Historically, empowerment funds in Zimbabwe have suffered reputational damage due to allegations of favoritism, manipulation, and weak oversight. Beneficiaries were often connected individuals or ghost recipients. Monitoring mechanisms were either non-existent or toothless. As a result, the public grew cynical, empowerment became synonymous with elite capture rather than mass upliftment.
What makes this current fund notable is the deliberate language around clean governance. Dr. Tungwarara’s call to “account, not falter” and to “build legacies, not leisure” signals an ideological pivot. Empowerment is being reframed not as aid or reward, but as a contract with national accountability. Yet, words must walk.
Transparency is not a secondary value in public finance, it is the oxygen of public trust. In the current fund model, the government proposes provincial committees and evaluation structures to monitor usage. This is a step in the right direction. However, unless the monitoring process is independent, participatory, and public-facing, it risks falling into a familiar trap, symbolic compliance without substantive control. Transparency must be proactive, not reactive. Beneficiaries’ names, amounts received, and measurable targets must be public information. Communities must know who was funded, for what purpose, and what milestones are expected. Without this, the system invites manipulation, and citizens remain spectators instead of stakeholders.
Corruption doesn’t always wear a suit or occupy an office. Sometimes it shows up quietly, a bribe for access to the form, a family member who cuts the queue, a pastor who converts a business grant into a car. These forms of everyday corruption are often normalized, yet they are precisely what dilute national programs.
What’s encouraging is that the tone from leadership suggests a shift. “If you misuse these funds, you are stealing from the next person,” Dr.

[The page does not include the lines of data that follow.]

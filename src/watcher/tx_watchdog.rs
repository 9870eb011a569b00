//! Outstanding-transaction timers for watched nodes.

use chrono::{DateTime, Utc};
use std::collections::HashMap;
use std::time::Duration;
use tracing::{debug, warn};

use super::board::{BaselineWatch, RestartBoard};
use crate::models::node::NodeIdentity;
use crate::models::restart::{RestartReason, RestartRequest};

#[derive(Debug, Clone, PartialEq, Eq)]
pub enum TxEvent {
    Submitted { hash: String },
    Completed { hash: String },
}

/// A transaction event seen in a watched node's log.
#[derive(Debug, Clone)]
pub struct TxNotice {
    pub identity: NodeIdentity,
    pub event: TxEvent,
    pub at: DateTime<Utc>,
}

/// Tracks every outstanding transaction independently. Timers are keyed
/// by node and hash; an expiry fires once and drops only that timer.
pub struct TransactionWatchdog {
    timeout: Duration,
    identities: HashMap<String, NodeIdentity>,
    outstanding: HashMap<String, HashMap<String, DateTime<Utc>>>,
    watch: BaselineWatch,
}

impl TransactionWatchdog {
    pub fn new<'a>(watched: impl IntoIterator<Item = &'a NodeIdentity>, timeout: Duration) -> Self {
        Self {
            timeout,
            identities: watched
                .into_iter()
                .map(|n| (n.name.clone(), n.clone()))
                .collect(),
            outstanding: HashMap::new(),
            watch: BaselineWatch::new(),
        }
    }

    pub fn apply(&mut self, notice: TxNotice) {
        let node = notice.identity.name;
        if !self.identities.contains_key(&node) {
            return;
        }
        match notice.event {
            TxEvent::Submitted { hash } => {
                debug!(node = %node, tx = %hash, "transaction submitted");
                // A resubmission keeps the original start time.
                self.outstanding
                    .entry(node)
                    .or_default()
                    .entry(hash)
                    .or_insert(notice.at);
            }
            TxEvent::Completed { hash } => {
                if let Some(timers) = self.outstanding.get_mut(&node) {
                    if timers.remove(&hash).is_some() {
                        debug!(node = %node, tx = %hash, "transaction completed");
                    }
                }
            }
        }
    }

    /// Timers still running for a node.
    pub fn outstanding(&self, node: &str) -> usize {
        self.outstanding.get(node).map_or(0, HashMap::len)
    }

    /// Drop all timers for nodes that were restarted since the last call.
    pub fn reconcile(&mut self, board: &RestartBoard) {
        for name in self.identities.keys() {
            if self.watch.poll(board, name).restarted {
                if let Some(timers) = self.outstanding.remove(name) {
                    if !timers.is_empty() {
                        debug!(node = %name, dropped = timers.len(), "transaction timers cleared after restart");
                    }
                }
            }
        }
    }

    /// Fire every timer that has run for at least the timeout.
    pub fn expire(&mut self, now: DateTime<Utc>) -> Vec<RestartRequest> {
        let mut requests = Vec::new();
        for (node, timers) in &mut self.outstanding {
            let Some(identity) = self.identities.get(node) else {
                continue;
            };
            let mut expired: Vec<(String, DateTime<Utc>)> = timers
                .iter()
                .filter(|(_, since)| (now - **since).to_std().unwrap_or_default() >= self.timeout)
                .map(|(hash, since)| (hash.clone(), *since))
                .collect();
            expired.sort_by_key(|(_, since)| *since);
            for (hash, since) in expired {
                timers.remove(&hash);
                let waited = (now - since).num_seconds();
                warn!(node = %node, tx = %hash, waited_secs = waited, "transaction timed out");
                requests.push(RestartRequest::new(
                    identity.clone(),
                    RestartReason::TxTimeout,
                    format!("transaction {hash} pending for {waited}s"),
                    now,
                ));
            }
        }
        requests
    }
}
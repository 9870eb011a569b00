//! Network-wide stagnation alerting.
//!
//! Watches how long the majority pair has gone without changing. The first
//! evaluation at or past the threshold owns the window: it alerts if alerts
//! are enabled at that moment, and either way no further alert is sent
//! until the majority moves.

use chrono::{DateTime, Utc};
use tracing::{debug, info};

use super::majority::MajoritySnapshot;
use crate::config::LiveSettings;
use crate::models::node::StatePair;

#[derive(Debug, Clone, PartialEq, Eq)]
pub struct StagnationAlert {
    pub pair: StatePair,
    pub elapsed_minutes: u64,
}

#[derive(Debug, Default)]
pub struct StagnationDetector {
    /// `changed_at` of the window that has already been handled
    claimed_window: Option<DateTime<Utc>>,
}

impl StagnationDetector {
    pub fn new() -> Self {
        Self::default()
    }

    pub fn evaluate(
        &mut self,
        snapshot: &MajoritySnapshot,
        settings: &LiveSettings,
        now: DateTime<Utc>,
    ) -> Option<StagnationAlert> {
        if self
            .claimed_window
            .is_some_and(|claimed| claimed != snapshot.changed_at)
        {
            debug!(pair = %snapshot.pair, "majority moved, stagnation window cleared");
            self.claimed_window = None;
        }
        if self.claimed_window.is_some() {
            return None;
        }

        let elapsed = (now - snapshot.changed_at).to_std().unwrap_or_default();
        if elapsed < settings.stagnation_threshold {
            return None;
        }

        self.claimed_window = Some(snapshot.changed_at);
        let elapsed_minutes = elapsed.as_secs() / 60;
        if !settings.stagnation_alert_enabled {
            info!(
                pair = %snapshot.pair,
                elapsed_minutes,
                "majority stagnant but alerts are disabled"
            );
            return None;
        }
        Some(StagnationAlert {
            pair: snapshot.pair,
            elapsed_minutes,
        })
    }
}

#[cfg(test)]
mod tests {
    use super::*;
    use chrono::Duration as Span;
    use std::time::Duration;

    fn settings(enabled: bool) -> LiveSettings {
        LiveSettings {
            stagnation_alert_enabled: enabled,
            stagnation_threshold: Duration::from_secs(30 * 60),
        }
    }

    fn snapshot(pair: StatePair, changed_at: DateTime<Utc>, now: DateTime<Utc>) -> MajoritySnapshot {
        MajoritySnapshot {
            pair,
            votes: 2,
            reporting: 3,
            computed_at: now,
            changed_at,
        }
    }

    #[test]
    fn test_one_alert_per_window() {
        let mut detector = StagnationDetector::new();
        let t0 = Utc::now();
        let pair = StatePair::new(7, 3);

        let early = t0 + Span::minutes(29);
        assert!(detector.evaluate(&snapshot(pair, t0, early), &settings(true), early).is_none());

        let mut alerts = 0;
        for minute in [30, 31, 45, 90] {
            let now = t0 + Span::minutes(minute) + Span::seconds(1);
            if detector.evaluate(&snapshot(pair, t0, now), &settings(true), now).is_some() {
                alerts += 1;
            }
        }
        assert_eq!(alerts, 1);
    }

    #[test]
    fn test_disabled_at_threshold_spends_the_window() {
        let mut detector = StagnationDetector::new();
        let t0 = Utc::now();
        let pair = StatePair::new(7, 3);

        let t1 = t0 + Span::minutes(31);
        assert!(detector.evaluate(&snapshot(pair, t0, t1), &settings(false), t1).is_none());

        // Re-enabled later in the same window: still silent.
        let t2 = t0 + Span::minutes(40);
        assert!(detector.evaluate(&snapshot(pair, t0, t2), &settings(true), t2).is_none());
    }

    #[test]
    fn test_majority_change_rearms_alert() {
        let mut detector = StagnationDetector::new();
        let t0 = Utc::now();
        let t1 = t0 + Span::minutes(30);
        let first = detector.evaluate(&snapshot(StatePair::new(7, 3), t0, t1), &settings(true), t1);
        assert_eq!(first.unwrap().elapsed_minutes, 30);

        let t2 = t1 + Span::minutes(1);
        let moved = snapshot(StatePair::new(7, 4), t2, t2);
        assert!(detector.evaluate(&moved, &settings(true), t2).is_none());

        let t3 = t2 + Span::minutes(30);
        let again = detector.evaluate(&snapshot(StatePair::new(7, 4), t2, t3), &settings(true), t3);
        assert!(again.is_some());
    }

    #[test]
    fn test_threshold_change_applies_on_next_evaluation() {
        let mut detector = StagnationDetector::new();
        let t0 = Utc::now();
        let now = t0 + Span::minutes(10);
        let pair = StatePair::new(1, 1);
        assert!(detector.evaluate(&snapshot(pair, t0, now), &settings(true), now).is_none());

        let shorter = LiveSettings {
            stagnation_alert_enabled: true,
            stagnation_threshold: Duration::from_secs(5 * 60),
        };
        assert!(detector.evaluate(&snapshot(pair, t0, now), &shorter, now).is_some());
    }
}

Tungwarara stated. This points to a collective ethic, where funds are not private blessings but national capital. To fight corruption, there must be consequences. Not just political embarrassment, but legal action. Public reports of misused funds must trigger investigations. Without enforcement, rhetoric means little.
Empowerment is a powerful tool, but only when matched by integrity. The nation watches not just for results, but for principles. If Zimbabwe is to empower with purpose, it must also account with courage.